WHAT IS EXPECTED
From the listing below, select every line where the word "info" appears.

DATA TO PROCESS
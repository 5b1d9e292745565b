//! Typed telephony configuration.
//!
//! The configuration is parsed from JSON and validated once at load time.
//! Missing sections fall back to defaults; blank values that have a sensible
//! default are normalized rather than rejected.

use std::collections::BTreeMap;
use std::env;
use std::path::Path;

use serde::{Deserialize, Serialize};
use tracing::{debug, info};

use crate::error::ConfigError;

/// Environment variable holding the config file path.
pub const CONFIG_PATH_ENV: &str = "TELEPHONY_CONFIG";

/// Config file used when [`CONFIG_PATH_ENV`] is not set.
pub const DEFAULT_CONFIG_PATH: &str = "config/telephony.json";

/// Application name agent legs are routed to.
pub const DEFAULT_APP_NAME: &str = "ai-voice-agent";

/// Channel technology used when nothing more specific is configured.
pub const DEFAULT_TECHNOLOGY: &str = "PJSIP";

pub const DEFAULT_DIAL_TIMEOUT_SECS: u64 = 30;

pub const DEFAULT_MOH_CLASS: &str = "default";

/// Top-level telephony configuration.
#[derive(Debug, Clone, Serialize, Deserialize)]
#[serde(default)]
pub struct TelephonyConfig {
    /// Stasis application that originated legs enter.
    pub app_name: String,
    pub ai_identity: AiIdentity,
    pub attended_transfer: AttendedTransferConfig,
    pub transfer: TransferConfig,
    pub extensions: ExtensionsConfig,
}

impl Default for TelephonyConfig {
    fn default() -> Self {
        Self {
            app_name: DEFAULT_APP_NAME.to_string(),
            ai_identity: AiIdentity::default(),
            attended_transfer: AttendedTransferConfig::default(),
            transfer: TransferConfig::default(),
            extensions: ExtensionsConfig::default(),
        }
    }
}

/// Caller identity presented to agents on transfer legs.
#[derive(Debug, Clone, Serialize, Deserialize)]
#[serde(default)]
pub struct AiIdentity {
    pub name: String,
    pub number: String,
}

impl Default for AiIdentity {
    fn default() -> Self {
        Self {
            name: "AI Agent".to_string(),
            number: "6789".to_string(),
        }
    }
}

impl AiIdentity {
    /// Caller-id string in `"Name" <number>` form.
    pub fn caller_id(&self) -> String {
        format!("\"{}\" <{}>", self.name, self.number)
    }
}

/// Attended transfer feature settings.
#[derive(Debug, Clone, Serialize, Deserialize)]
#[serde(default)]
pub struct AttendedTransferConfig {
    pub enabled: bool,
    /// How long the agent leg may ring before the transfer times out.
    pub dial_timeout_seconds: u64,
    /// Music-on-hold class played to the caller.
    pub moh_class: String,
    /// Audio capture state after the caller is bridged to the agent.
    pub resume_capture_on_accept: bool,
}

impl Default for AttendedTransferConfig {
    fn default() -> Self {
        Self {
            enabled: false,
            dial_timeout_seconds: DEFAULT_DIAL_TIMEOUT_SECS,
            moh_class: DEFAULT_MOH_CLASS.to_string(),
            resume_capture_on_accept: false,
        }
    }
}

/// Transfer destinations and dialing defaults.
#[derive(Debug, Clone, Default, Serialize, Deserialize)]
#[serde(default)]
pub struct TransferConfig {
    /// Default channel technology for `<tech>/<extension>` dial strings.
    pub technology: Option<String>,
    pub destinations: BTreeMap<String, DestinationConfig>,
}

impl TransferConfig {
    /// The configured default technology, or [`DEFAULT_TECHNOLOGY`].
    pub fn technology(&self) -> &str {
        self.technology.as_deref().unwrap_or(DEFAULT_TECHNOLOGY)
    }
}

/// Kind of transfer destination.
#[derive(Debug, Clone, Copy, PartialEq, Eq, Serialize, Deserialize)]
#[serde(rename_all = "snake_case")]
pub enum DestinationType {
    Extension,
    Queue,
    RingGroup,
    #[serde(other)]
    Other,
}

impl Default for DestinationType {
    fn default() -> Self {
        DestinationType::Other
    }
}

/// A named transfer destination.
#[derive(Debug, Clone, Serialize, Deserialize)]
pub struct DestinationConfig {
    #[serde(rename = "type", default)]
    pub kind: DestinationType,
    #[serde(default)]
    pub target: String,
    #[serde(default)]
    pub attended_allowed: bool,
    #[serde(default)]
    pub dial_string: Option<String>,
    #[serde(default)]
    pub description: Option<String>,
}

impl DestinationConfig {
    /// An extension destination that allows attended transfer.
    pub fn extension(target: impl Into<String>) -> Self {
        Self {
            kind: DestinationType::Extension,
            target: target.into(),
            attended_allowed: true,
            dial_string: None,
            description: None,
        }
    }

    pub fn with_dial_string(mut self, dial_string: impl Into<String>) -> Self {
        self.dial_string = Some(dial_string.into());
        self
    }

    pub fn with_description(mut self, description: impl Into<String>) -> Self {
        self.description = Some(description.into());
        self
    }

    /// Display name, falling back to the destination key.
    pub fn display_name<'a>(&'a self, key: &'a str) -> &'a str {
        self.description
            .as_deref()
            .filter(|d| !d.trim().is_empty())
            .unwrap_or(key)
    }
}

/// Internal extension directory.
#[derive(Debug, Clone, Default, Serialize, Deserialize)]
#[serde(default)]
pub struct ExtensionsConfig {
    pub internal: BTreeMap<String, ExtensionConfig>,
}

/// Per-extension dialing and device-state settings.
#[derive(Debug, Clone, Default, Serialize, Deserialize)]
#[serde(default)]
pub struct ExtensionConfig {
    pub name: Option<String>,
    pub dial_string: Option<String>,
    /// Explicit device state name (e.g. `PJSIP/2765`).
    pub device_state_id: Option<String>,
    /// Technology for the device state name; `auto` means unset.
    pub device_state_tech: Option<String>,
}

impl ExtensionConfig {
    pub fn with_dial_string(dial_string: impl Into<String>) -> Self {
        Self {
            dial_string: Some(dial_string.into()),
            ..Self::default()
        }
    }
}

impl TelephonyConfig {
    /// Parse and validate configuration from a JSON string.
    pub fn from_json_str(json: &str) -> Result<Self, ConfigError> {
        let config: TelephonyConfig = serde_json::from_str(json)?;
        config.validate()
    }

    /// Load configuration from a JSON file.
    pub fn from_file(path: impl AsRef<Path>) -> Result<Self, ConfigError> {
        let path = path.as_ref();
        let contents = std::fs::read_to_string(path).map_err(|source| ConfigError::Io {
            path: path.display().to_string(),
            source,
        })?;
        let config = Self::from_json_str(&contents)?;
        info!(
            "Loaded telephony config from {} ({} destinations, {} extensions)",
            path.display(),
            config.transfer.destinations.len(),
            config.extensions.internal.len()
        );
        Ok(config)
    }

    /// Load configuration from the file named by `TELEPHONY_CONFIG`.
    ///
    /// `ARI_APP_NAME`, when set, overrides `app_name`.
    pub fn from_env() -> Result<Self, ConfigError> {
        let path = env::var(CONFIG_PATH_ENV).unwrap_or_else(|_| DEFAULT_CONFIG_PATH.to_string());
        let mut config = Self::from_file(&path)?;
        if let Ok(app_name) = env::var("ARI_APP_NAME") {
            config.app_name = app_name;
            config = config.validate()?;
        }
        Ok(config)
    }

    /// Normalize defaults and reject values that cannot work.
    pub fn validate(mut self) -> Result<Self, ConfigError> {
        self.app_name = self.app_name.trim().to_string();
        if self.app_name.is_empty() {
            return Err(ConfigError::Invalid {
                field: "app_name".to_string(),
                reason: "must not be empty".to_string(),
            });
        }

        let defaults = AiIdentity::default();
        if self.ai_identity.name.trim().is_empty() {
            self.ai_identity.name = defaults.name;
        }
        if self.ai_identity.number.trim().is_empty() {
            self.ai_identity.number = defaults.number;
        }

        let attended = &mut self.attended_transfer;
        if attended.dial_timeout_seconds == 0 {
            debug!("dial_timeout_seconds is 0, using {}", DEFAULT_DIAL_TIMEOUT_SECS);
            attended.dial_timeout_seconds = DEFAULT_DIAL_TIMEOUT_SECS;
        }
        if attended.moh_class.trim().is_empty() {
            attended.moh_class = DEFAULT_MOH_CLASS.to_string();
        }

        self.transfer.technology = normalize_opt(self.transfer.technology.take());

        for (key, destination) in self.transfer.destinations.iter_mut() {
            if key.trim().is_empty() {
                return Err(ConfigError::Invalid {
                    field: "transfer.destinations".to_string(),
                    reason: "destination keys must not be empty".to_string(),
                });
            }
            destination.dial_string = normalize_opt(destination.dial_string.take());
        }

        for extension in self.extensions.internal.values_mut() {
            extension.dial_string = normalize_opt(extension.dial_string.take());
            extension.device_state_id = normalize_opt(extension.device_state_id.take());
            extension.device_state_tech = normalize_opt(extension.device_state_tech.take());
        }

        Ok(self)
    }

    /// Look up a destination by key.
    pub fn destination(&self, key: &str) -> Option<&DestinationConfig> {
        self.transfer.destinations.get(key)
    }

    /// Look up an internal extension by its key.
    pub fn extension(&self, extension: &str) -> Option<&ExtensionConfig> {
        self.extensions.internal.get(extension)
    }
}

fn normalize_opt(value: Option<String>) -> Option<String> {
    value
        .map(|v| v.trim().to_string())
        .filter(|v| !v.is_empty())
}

...

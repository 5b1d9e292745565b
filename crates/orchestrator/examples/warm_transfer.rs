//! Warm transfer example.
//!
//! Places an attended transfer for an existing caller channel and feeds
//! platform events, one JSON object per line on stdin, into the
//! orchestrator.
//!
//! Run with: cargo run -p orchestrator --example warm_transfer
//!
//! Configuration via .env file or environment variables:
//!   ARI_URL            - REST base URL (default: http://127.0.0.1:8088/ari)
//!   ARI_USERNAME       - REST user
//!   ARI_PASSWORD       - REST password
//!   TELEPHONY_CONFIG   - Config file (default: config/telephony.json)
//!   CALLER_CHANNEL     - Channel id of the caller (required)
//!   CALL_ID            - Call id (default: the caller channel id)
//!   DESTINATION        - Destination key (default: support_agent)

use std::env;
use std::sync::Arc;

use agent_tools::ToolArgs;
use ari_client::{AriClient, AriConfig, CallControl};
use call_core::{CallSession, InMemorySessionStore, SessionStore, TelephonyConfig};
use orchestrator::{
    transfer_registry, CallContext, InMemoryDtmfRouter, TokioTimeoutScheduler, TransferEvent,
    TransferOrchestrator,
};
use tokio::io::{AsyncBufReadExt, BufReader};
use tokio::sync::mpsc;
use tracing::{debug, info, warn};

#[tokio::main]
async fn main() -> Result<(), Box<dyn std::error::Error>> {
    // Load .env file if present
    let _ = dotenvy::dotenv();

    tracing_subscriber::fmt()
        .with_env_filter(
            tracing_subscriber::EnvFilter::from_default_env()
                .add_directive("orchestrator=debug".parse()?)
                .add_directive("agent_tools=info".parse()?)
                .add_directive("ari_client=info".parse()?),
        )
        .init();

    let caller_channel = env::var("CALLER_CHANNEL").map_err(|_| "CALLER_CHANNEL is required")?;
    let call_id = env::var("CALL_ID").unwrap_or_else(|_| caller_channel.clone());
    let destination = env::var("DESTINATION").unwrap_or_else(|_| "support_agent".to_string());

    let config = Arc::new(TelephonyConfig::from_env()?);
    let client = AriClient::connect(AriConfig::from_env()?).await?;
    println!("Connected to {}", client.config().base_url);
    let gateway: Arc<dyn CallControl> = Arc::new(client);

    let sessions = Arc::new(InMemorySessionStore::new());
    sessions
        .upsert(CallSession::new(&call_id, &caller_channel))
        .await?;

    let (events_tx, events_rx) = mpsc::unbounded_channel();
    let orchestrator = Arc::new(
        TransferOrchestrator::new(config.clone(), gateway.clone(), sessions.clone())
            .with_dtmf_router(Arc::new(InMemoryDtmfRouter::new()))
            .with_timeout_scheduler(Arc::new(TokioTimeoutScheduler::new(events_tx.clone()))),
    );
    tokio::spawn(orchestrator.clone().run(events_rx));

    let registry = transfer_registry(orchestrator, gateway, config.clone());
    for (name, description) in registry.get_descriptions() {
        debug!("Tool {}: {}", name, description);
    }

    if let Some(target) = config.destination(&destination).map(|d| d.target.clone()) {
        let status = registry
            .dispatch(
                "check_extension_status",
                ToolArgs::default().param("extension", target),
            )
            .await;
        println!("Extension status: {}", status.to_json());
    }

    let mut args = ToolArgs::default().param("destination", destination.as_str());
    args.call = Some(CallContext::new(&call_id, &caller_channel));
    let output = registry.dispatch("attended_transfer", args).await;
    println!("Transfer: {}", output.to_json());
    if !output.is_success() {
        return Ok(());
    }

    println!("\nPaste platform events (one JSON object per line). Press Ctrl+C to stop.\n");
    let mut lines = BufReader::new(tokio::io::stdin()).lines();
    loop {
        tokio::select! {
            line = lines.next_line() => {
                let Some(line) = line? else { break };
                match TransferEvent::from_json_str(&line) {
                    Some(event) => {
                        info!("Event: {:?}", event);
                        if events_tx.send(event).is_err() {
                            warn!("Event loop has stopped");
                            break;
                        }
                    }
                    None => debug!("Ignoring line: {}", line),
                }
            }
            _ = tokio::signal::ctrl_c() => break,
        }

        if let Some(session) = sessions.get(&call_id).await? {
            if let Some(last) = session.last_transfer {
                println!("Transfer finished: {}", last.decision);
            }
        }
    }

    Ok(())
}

ANSWER BOX
use tracing::{debug, info};
        info!(
use tracing::{debug, info, warn};
                .add_directive("agent_tools=info".parse()?)
                .add_directive("ari_client=info".parse()?),
                        info!("Event: {:?}", event);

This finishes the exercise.